* _Prompt_
When you spot the word "agents" in a line of the data below, copy that line.

(Stored records)
+===+
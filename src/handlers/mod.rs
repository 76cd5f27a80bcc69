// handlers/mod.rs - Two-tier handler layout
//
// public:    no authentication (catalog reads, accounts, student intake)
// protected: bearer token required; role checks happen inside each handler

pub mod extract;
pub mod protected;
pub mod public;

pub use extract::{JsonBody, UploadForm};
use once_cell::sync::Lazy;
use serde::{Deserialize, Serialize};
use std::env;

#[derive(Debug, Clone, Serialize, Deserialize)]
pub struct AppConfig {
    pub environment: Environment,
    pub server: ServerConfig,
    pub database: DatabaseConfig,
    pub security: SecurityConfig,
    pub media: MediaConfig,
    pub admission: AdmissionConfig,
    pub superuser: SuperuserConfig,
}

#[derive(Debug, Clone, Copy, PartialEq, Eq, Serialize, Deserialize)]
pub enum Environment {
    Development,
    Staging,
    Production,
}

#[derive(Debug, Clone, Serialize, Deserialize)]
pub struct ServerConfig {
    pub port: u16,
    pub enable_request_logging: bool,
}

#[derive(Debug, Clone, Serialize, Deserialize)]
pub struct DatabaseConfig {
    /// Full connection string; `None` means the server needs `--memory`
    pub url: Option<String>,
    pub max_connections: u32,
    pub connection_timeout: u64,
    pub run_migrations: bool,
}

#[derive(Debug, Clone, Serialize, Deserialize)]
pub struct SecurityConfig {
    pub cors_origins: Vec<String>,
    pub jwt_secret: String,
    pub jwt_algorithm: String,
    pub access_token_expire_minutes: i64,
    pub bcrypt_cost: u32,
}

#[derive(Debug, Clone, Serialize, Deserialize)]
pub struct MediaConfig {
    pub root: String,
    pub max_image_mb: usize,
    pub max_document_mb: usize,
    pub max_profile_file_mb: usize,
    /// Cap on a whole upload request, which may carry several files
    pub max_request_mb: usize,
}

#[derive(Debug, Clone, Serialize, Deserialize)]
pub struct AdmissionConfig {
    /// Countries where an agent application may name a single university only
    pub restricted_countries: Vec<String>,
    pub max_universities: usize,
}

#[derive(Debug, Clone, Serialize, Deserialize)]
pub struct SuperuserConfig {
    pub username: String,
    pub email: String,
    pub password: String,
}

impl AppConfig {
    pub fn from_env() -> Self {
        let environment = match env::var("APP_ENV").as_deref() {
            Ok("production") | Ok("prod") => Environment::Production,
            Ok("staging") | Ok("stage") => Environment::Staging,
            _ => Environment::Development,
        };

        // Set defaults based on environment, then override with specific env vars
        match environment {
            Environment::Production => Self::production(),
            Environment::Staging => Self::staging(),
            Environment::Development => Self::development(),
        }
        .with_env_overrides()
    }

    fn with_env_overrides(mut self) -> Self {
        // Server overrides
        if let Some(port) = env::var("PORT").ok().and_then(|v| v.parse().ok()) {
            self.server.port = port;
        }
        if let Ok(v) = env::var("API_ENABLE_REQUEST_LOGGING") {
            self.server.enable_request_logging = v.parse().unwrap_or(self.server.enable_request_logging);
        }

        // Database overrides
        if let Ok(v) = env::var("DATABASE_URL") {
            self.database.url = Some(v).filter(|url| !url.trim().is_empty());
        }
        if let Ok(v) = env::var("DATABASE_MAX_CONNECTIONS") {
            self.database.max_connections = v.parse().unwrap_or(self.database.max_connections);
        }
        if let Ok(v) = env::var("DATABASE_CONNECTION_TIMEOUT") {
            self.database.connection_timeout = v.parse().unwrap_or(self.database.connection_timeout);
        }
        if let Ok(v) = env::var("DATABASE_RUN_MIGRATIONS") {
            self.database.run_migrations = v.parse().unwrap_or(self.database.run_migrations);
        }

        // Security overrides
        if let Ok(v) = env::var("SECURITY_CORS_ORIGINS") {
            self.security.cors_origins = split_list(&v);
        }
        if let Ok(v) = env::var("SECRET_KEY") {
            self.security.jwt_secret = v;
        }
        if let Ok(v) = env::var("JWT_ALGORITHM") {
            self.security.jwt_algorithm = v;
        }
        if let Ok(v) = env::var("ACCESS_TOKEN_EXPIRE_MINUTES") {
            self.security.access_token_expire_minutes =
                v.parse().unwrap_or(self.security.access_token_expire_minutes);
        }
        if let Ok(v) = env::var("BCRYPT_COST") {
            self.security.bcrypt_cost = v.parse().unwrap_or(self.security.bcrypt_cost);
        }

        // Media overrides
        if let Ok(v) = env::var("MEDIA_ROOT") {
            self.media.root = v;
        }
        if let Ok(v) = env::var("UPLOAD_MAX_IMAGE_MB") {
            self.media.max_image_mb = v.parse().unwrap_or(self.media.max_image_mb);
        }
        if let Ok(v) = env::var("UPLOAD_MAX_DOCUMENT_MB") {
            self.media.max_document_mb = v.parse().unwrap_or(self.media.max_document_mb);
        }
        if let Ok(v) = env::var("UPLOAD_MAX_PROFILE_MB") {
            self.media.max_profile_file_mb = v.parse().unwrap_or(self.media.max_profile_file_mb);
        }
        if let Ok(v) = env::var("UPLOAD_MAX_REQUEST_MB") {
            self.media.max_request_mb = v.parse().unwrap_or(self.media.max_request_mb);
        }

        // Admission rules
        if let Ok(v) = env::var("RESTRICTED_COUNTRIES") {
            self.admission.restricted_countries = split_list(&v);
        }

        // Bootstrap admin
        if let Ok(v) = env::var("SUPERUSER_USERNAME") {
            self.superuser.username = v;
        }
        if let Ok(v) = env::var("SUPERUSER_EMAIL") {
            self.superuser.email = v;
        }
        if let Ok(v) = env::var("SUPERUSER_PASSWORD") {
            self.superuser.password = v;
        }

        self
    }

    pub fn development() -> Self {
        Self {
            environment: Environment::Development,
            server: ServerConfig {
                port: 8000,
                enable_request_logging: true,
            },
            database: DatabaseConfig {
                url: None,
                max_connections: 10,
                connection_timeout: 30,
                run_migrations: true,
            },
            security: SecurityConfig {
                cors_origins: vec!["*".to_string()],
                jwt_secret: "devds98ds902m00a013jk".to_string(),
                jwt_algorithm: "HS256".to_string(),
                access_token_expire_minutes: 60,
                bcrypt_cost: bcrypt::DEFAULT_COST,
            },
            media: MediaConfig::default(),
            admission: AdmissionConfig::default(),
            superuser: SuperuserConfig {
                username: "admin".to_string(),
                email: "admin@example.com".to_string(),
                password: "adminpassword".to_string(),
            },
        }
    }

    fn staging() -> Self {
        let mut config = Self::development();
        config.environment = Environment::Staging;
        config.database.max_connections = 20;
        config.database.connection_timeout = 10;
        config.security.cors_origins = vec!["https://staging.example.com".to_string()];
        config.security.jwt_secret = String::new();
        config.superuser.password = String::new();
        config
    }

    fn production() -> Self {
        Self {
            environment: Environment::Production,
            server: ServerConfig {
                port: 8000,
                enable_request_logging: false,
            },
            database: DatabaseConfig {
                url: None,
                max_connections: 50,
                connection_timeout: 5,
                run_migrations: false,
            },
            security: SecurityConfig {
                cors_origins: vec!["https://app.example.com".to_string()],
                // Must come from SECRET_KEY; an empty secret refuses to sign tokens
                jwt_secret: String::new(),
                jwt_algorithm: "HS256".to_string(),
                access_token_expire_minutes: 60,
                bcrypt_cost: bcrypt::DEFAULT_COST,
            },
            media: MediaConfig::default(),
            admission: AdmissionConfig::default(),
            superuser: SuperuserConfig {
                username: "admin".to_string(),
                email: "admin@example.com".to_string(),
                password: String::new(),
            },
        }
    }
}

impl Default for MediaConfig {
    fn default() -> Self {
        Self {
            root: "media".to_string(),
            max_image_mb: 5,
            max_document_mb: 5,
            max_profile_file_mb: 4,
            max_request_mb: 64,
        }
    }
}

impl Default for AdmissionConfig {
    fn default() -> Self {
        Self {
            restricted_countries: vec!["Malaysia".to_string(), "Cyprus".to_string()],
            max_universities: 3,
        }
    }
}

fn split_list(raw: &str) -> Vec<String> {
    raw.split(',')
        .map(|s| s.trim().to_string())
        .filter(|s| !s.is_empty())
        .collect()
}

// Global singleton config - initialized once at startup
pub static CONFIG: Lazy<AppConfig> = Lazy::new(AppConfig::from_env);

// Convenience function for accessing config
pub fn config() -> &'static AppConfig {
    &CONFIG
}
+===+
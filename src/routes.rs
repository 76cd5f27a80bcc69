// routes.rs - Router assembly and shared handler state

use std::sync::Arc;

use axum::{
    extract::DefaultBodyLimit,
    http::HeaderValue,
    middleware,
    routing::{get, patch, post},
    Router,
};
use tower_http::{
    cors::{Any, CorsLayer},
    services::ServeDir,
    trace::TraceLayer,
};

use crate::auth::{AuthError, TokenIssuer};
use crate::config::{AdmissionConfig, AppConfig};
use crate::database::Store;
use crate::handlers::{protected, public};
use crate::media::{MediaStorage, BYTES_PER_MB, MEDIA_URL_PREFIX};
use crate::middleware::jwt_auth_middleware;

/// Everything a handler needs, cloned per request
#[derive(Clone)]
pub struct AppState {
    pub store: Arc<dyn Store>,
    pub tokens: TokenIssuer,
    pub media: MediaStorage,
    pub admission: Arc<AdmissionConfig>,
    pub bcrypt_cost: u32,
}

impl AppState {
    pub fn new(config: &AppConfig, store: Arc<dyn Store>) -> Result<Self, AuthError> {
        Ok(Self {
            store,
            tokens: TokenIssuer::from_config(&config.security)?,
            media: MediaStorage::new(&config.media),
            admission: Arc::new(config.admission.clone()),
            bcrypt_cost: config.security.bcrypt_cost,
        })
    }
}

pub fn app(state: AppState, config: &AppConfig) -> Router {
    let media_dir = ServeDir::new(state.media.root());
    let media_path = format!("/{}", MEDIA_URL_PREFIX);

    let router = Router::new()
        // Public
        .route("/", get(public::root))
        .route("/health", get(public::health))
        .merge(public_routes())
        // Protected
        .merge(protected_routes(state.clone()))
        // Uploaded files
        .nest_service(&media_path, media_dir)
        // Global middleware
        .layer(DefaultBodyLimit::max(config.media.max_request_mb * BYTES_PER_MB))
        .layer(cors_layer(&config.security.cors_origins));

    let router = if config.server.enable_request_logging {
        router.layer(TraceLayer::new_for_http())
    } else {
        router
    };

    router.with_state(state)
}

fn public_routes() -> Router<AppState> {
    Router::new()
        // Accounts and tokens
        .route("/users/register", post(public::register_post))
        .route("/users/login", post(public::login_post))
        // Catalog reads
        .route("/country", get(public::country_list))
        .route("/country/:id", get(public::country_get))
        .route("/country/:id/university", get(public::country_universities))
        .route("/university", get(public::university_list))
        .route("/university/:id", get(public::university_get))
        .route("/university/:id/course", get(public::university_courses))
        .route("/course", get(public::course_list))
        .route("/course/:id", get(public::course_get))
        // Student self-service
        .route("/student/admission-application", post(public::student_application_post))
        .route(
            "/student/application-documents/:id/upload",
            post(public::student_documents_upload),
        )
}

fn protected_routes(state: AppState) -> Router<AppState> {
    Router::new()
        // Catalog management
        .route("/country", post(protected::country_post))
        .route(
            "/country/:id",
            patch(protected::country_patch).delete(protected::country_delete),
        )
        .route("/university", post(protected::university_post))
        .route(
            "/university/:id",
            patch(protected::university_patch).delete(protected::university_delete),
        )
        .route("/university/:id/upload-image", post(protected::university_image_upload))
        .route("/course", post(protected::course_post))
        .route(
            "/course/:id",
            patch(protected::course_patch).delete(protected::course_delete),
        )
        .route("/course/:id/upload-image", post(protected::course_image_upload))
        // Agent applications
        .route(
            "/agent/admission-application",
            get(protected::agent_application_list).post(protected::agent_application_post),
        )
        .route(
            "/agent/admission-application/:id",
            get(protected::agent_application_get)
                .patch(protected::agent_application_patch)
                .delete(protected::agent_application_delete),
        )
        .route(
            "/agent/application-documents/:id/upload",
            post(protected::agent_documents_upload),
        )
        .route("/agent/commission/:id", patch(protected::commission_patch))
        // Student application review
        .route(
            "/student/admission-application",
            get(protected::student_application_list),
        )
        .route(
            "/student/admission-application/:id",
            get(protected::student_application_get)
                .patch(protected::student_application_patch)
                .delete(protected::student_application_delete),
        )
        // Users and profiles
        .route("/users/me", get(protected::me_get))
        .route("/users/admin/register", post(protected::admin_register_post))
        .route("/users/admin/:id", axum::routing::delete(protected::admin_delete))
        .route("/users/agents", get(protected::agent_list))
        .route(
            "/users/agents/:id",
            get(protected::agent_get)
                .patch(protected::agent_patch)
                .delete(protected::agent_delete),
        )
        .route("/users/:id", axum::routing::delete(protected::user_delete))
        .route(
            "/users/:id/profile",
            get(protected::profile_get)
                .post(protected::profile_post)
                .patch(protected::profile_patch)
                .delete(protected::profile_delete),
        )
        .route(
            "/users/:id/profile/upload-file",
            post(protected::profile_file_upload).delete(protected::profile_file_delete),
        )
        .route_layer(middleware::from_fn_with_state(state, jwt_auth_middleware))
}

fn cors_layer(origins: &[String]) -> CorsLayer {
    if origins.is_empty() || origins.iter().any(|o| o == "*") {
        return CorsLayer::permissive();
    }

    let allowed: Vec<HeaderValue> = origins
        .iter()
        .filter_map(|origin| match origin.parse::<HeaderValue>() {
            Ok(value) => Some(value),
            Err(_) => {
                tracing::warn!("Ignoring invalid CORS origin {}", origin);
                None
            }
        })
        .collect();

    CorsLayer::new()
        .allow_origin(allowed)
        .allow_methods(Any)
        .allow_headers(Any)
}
+===+
* _Exercise answer_
        .route("/users/agents", get(protected::agent_list))
            "/users/agents/:id",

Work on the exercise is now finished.